What the task asks:
Beginning with the first line, please repeat the entries exactly and end on the line that contains "use crate::config::TargetFormat;".

[Stored items]

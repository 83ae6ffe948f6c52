use thiserror::Error;

pub type Result<T> = std::result::Result<T, VariogramError>;

#[derive(Debug, Error)]
pub enum VariogramError {
    #[error("at least two usable samples are required, found {0}")]
    InsufficientSamples(usize),

    #[error("invalid {name}: {value}")]
    InvalidParameter { name: &'static str, value: f64 },

    #[error("feature `{0}` has zero variance, sill standardization is undefined")]
    ZeroVariance(String),

    #[error("unknown column `{0}`")]
    UnknownColumn(String),

    #[error("column `{column}` has {found} values, expected {expected}")]
    ColumnLength {
        column: String,
        expected: usize,
        found: usize,
    },

    #[error("unable to parse `{value}` in column `{column}`")]
    Parse { column: String, value: String },

    #[error(transparent)]
    Csv(#[from] csv::Error),

    #[error(transparent)]
    Io(#[from] std::io::Error),
}
//! Preset conversion profiles.
//!
//! A profile bundles a default template, derived pandoc arguments, an output
//! naming pattern, and default formats under one name. Profiles are immutable
//! after construction; the registry is an explicit object handed to whoever
//! needs lookups — there is no process-wide mutable profile table.

use crate::config::TargetFormat;
use crate::error::Md2DocError;
use serde::Serialize;
use std::collections::BTreeMap;
use std::path::{Path, PathBuf};
use tracing::info;

/// An immutable named bundle of conversion defaults.
#[derive(Debug, Clone, Serialize)]
pub struct Profile {
    /// Identifier (lowercase, no spaces).
    pub name: String,
    /// Human-readable name for listings.
    pub display_name: String,
    /// Short description of the profile's purpose.
    pub description: String,
    /// Default docx reference template (relative or absolute).
    pub default_template: Option<PathBuf>,
    /// Output naming pattern, e.g. `{title}_Angebot.docx`.
    pub output_naming: Option<String>,
    /// Formats produced when the caller does not choose any.
    pub default_formats: Vec<TargetFormat>,
    /// Include a table of contents.
    pub toc: bool,
    /// Number sections.
    pub number_sections: bool,
    /// Extra pandoc arguments, including those derived from the flags above.
    pub pandoc_args: Vec<String>,
}

/// Builder-style constructor args for [`Profile`]; collapses the flag-derived
/// argument handling into one place.
#[derive(Clone, Copy)]
pub struct ProfileSpec {
    pub name: &'static str,
    pub display_name: &'static str,
    pub description: &'static str,
    pub default_template: Option<&'static str>,
    pub pandoc_args: &'static [&'static str],
    pub output_naming: Option<&'static str>,
    pub toc: bool,
    pub number_sections: bool,
}

impl Profile {
    fn from_spec(spec: ProfileSpec) -> Self {
        let mut pandoc_args: Vec<String> =
            spec.pandoc_args.iter().map(|s| s.to_string()).collect();
        // `--toc` / `--number-sections` contribute exactly once, even when
        // the spec's raw args already carry them.
        if spec.toc && !pandoc_args.iter().any(|a| a == "--toc") {
            pandoc_args.push("--toc".to_string());
        }
        if spec.number_sections && !pandoc_args.iter().any(|a| a == "--number-sections") {
            pandoc_args.push("--number-sections".to_string());
        }
        Profile {
            name: spec.name.to_string(),
            display_name: spec.display_name.to_string(),
            description: spec.description.to_string(),
            default_template: spec.default_template.map(PathBuf::from),
            output_naming: spec.output_naming.map(str::to_string),
            default_formats: vec![TargetFormat::Docx],
            toc: spec.toc,
            number_sections: spec.number_sections,
            pandoc_args,
        }
    }

    /// Resolve this profile's template against `base_dir`, then the current
    /// working directory. Returns `None` when unset or not found.
    pub fn template_path(&self, base_dir: Option<&Path>) -> Option<PathBuf> {
        resolve_template_path(self.default_template.as_deref(), base_dir)
    }
}

/// Resolve a (possibly relative) template path.
///
/// Absolute paths are returned as-is when they exist; relative paths are
/// tried against `base_dir` first and the working directory second.
pub fn resolve_template_path(
    template: Option<&Path>,
    base_dir: Option<&Path>,
) -> Option<PathBuf> {
    let template = template?;
    if template.is_absolute() {
        return template.exists().then(|| template.to_path_buf());
    }
    if let Some(base) = base_dir {
        let resolved = base.join(template);
        if resolved.exists() {
            return Some(resolved);
        }
    }
    template.exists().then(|| template.to_path_buf())
}

/// Registry of available profiles: the built-ins plus anything registered
/// locally. Lookup-only after construction; `register` exists so embedding
/// applications can add their own bundles before handing the registry out.
#[derive(Debug, Clone)]
pub struct ProfileRegistry {
    profiles: BTreeMap<String, Profile>,
}

impl ProfileRegistry {
    /// An empty registry, for callers that want full control.
    pub fn new() -> Self {
        Self {
            profiles: BTreeMap::new(),
        }
    }

    /// The built-in profile set.
    pub fn with_builtins() -> Self {
        let mut registry = Self::new();
        for spec in BUILTIN_PROFILES {
            registry
                .profiles
                .insert(spec.name.to_string(), Profile::from_spec(*spec));
        }
        registry
    }

    /// Register a profile, replacing any existing one with the same name.
    pub fn register(&mut self, profile: Profile) -> Result<(), Md2DocError> {
        if profile.name.is_empty() {
            return Err(Md2DocError::InvalidConfig(
                "profile name cannot be empty".into(),
            ));
        }
        info!("registered profile: {}", profile.name);
        self.profiles.insert(profile.name.clone(), profile);
        Ok(())
    }

    /// Look up a profile by name.
    pub fn get(&self, name: &str) -> Result<&Profile, Md2DocError> {
        self.profiles
            .get(name)
            .ok_or_else(|| Md2DocError::ProfileNotFound {
                name: name.to_string(),
                available: self.names().join(", "),
            })
    }

    /// All registered profile names, sorted.
    pub fn names(&self) -> Vec<String> {
        self.profiles.keys().cloned().collect()
    }

    /// All registered profiles, sorted by name, for listings.
    pub fn list(&self) -> Vec<&Profile> {
        self.profiles.values().collect()
    }
}

impl Default for ProfileRegistry {
    fn default() -> Self {
        Self::with_builtins()
    }
}

const BUILTIN_PROFILES: &[ProfileSpec] = &[
    ProfileSpec {
        name: "angebot",
        display_name: "Angebot",
        description: "Angebotsdokumente mit Inhaltsverzeichnis",
        default_template: None,
        pandoc_args: &[],
        output_naming: Some("{title}_Angebot.docx"),
        toc: true,
        number_sections: true,
    },
    ProfileSpec {
        name: "bericht",
        display_name: "Bericht",
        description: "Berichte und Reports mit nummerierter Gliederung",
        default_template: None,
        pandoc_args: &["--standalone"],
        output_naming: Some("{title}_Bericht.docx"),
        toc: true,
        number_sections: true,
    },
    ProfileSpec {
        name: "analyse",
        display_name: "Analyse",
        description: "Analysedokumente mit detaillierter Struktur",
        default_template: None,
        pandoc_args: &[],
        output_naming: Some("{title}_Analyse.docx"),
        toc: true,
        number_sections: true,
    },
    ProfileSpec {
        name: "script",
        display_name: "Script",
        description: "Schulungsunterlagen und Scripts",
        default_template: None,
        pandoc_args: &[],
        output_naming: Some("{title}_Script.docx"),
        toc: true,
        number_sections: false,
    },
];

Task response:
repository 83ae6ffe948f6c52
use thiserror::Error;

pub type Result<T> = std::result::Result<T, VariogramError>;

#[derive(Debug, Error)]
pub enum VariogramError {
    #[error("at least two usable samples are required, found {0}")]
    InsufficientSamples(usize),

    #[error("invalid {name}: {value}")]
    InvalidParameter { name: &'static str, value: f64 },

    #[error("feature `{0}` has zero variance, sill standardization is undefined")]
    ZeroVariance(String),

    #[error("unknown column `{0}`")]
    UnknownColumn(String),

    #[error("column `{column}` has {found} values, expected {expected}")]
    ColumnLength {
        column: String,
        expected: usize,
        found: usize,
    },

    #[error("unable to parse `{value}` in column `{column}`")]
    Parse { column: String, value: String },

    #[error(transparent)]
    Csv(#[from] csv::Error),

    #[error(transparent)]
    Io(#[from] std::io::Error),
}
//! Preset conversion profiles.
//!
//! A profile bundles a default template, derived pandoc arguments, an output
//! naming pattern, and default formats under one name. Profiles are immutable
//! after construction; the registry is an explicit object handed to whoever
//! needs lookups — there is no process-wide mutable profile table.

use crate::config::TargetFormat;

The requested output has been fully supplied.